> Saved entries
━━━━━━━━━━

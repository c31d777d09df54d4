//! Volume through a named mixer element, scaled to 0..=65535 per channel.

use serde::{Deserialize, Serialize};
use wavepipe_backends::{ControlDevice, ControlError, ElementInfo};

use crate::error::EngineError;

const FULL_SCALE: i128 = u16::MAX as i128;

/// One reading of a mixer element.
#[derive(Debug, Clone, Copy, PartialEq, Eq, Serialize, Deserialize)]
pub struct VolumeReading {
    pub min: i64,
    pub max: i64,
    pub step: i64,
    pub left: u16,
    pub right: u16,
}

impl From<ControlError> for EngineError {
    fn from(err: ControlError) -> Self {
        match err {
            ControlError::ElementNotFound(name) => EngineError::ElementNotFound(name),
            ControlError::Io(message) => EngineError::Mixer(message),
        }
    }
}

// Element ranges can span most of i64, so the products are taken in i128.
fn to_normalized(raw: i64, info: &ElementInfo) -> u16 {
    let range = i128::from(info.max) - i128::from(info.min);
    if range <= 0 {
        return 0;
    }
    let offset = i128::from(raw.clamp(info.min, info.max)) - i128::from(info.min);
    (offset * FULL_SCALE / range) as u16
}

fn to_raw(volume: u16, info: &ElementInfo) -> i64 {
    let range = (i128::from(info.max) - i128::from(info.min)).max(0);
    let offset = (i128::from(volume) * range + FULL_SCALE / 2) / FULL_SCALE;
    (i128::from(info.min) + offset) as i64
}

pub struct MixerControl {
    control: Option<Box<dyn ControlDevice>>,
}

impl MixerControl {
    pub fn new(control: Option<Box<dyn ControlDevice>>) -> Self {
        Self { control }
    }

    pub fn is_available(&self) -> bool {
        self.control.is_some()
    }

    pub fn get(&self, element: &str) -> Result<VolumeReading, EngineError> {
        let control = self.control.as_ref().ok_or(EngineError::NoMixer)?;
        let info = control.element_info(element)?;
        let values = control.read_integers(element)?;
        let left = values
            .first()
            .copied()
            .ok_or_else(|| EngineError::Mixer(format!("{element} has no values")))?;
        // Mono elements report the same level on both channels.
        let right = values.get(1).copied().unwrap_or(left);
        Ok(VolumeReading {
            min: info.min,
            max: info.max,
            step: info.step,
            left: to_normalized(left, &info),
            right: to_normalized(right, &info),
        })
    }

    /// Sets either or both channels; a `None` channel keeps its level.
    pub fn set(
        &mut self,
        element: &str,
        left: Option<u16>,
        right: Option<u16>,
    ) -> Result<(), EngineError> {
        let control = self.control.as_mut().ok_or(EngineError::NoMixer)?;
        let info = control.element_info(element)?;
        let mut values = control.read_integers(element)?;
        if values.is_empty() {
            return Err(EngineError::Mixer(format!("{element} has no values")));
        }
        if values.len() == 1 {
            if let Some(volume) = left.or(right) {
                values[0] = to_raw(volume, &info);
            }
        } else {
            if let Some(volume) = left {
                values[0] = to_raw(volume, &info);
            }
            if let Some(volume) = right {
                values[1] = to_raw(volume, &info);
            }
        }
        tracing::trace!(element, ?values, "writing mixer element");
        control.write_integers(element, &values)?;
        Ok(())
    }
}

#[cfg(test)]
mod tests {
    use super::*;
    use wavepipe_backends::SimulatedControl;

    fn info(count: usize) -> ElementInfo {
        ElementInfo {
            min: 0,
            max: 31,
            step: 1,
            count,
        }
    }

    #[test]
    fn readings_scale_to_full_range() {
        let control = SimulatedControl::new().with_element("PCM", info(2), 31);
        let mixer = MixerControl::new(Some(Box::new(control)));
        let reading = mixer.get("PCM").unwrap();
        assert_eq!((reading.left, reading.right), (65535, 65535));
        assert_eq!((reading.min, reading.max, reading.step), (0, 31, 1));
    }

    #[test]
    fn writes_round_to_the_nearest_step() {
        let control = SimulatedControl::new().with_element("PCM", info(2), 0);
        let mut mixer = MixerControl::new(Some(Box::new(control.clone())));
        mixer.set("PCM", Some(32768), None).unwrap();
        assert_eq!(control.values("PCM"), Some(vec![16, 0]));
        assert_eq!(mixer.get("PCM").unwrap().left, 33824);
    }

    #[test]
    fn mono_elements_mirror_both_channels() {
        let control = SimulatedControl::new().with_element("Master", info(1), 0);
        let mut mixer = MixerControl::new(Some(Box::new(control)));
        mixer.set("Master", None, Some(65535)).unwrap();
        let reading = mixer.get("Master").unwrap();
        assert_eq!((reading.left, reading.right), (65535, 65535));
    }

    #[test]
    fn missing_control_and_element_are_distinct() {
        let mixer = MixerControl::new(None);
        assert_eq!(mixer.get("PCM"), Err(EngineError::NoMixer));

        let mixer = MixerControl::new(Some(Box::new(SimulatedControl::new())));
        assert_eq!(
            mixer.get("PCM"),
            Err(EngineError::ElementNotFound("PCM".into()))
        );
    }

    #[test]
    fn offset_ranges_map_to_zero() {
        let info = ElementInfo {
            min: -40,
            max: 0,
            step: 1,
            count: 2,
        };
        assert_eq!(to_normalized(-40, &info), 0);
        assert_eq!(to_raw(0, &info), -40);
        assert_eq!(to_raw(65535, &info), 0);
    }

    #[test]
    fn full_width_ranges_do_not_overflow() {
        let info = ElementInfo {
            min: i64::MIN,
            max: i64::MAX,
            step: 1,
            count: 1,
        };
        assert_eq!(to_normalized(i64::MIN, &info), 0);
        assert_eq!(to_normalized(i64::MAX, &info), 65535);
        assert_eq!(to_normalized(0, &info), 32767);
        assert_eq!(to_raw(0, &info), i64::MIN);
        assert_eq!(to_raw(65535, &info), i64::MAX);
    }
}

━━━━━━━━━━

Search the records for the word "copied" and copy every line where it occurs.

            .copied()
        let right = values.get(1).copied().unwrap_or(left);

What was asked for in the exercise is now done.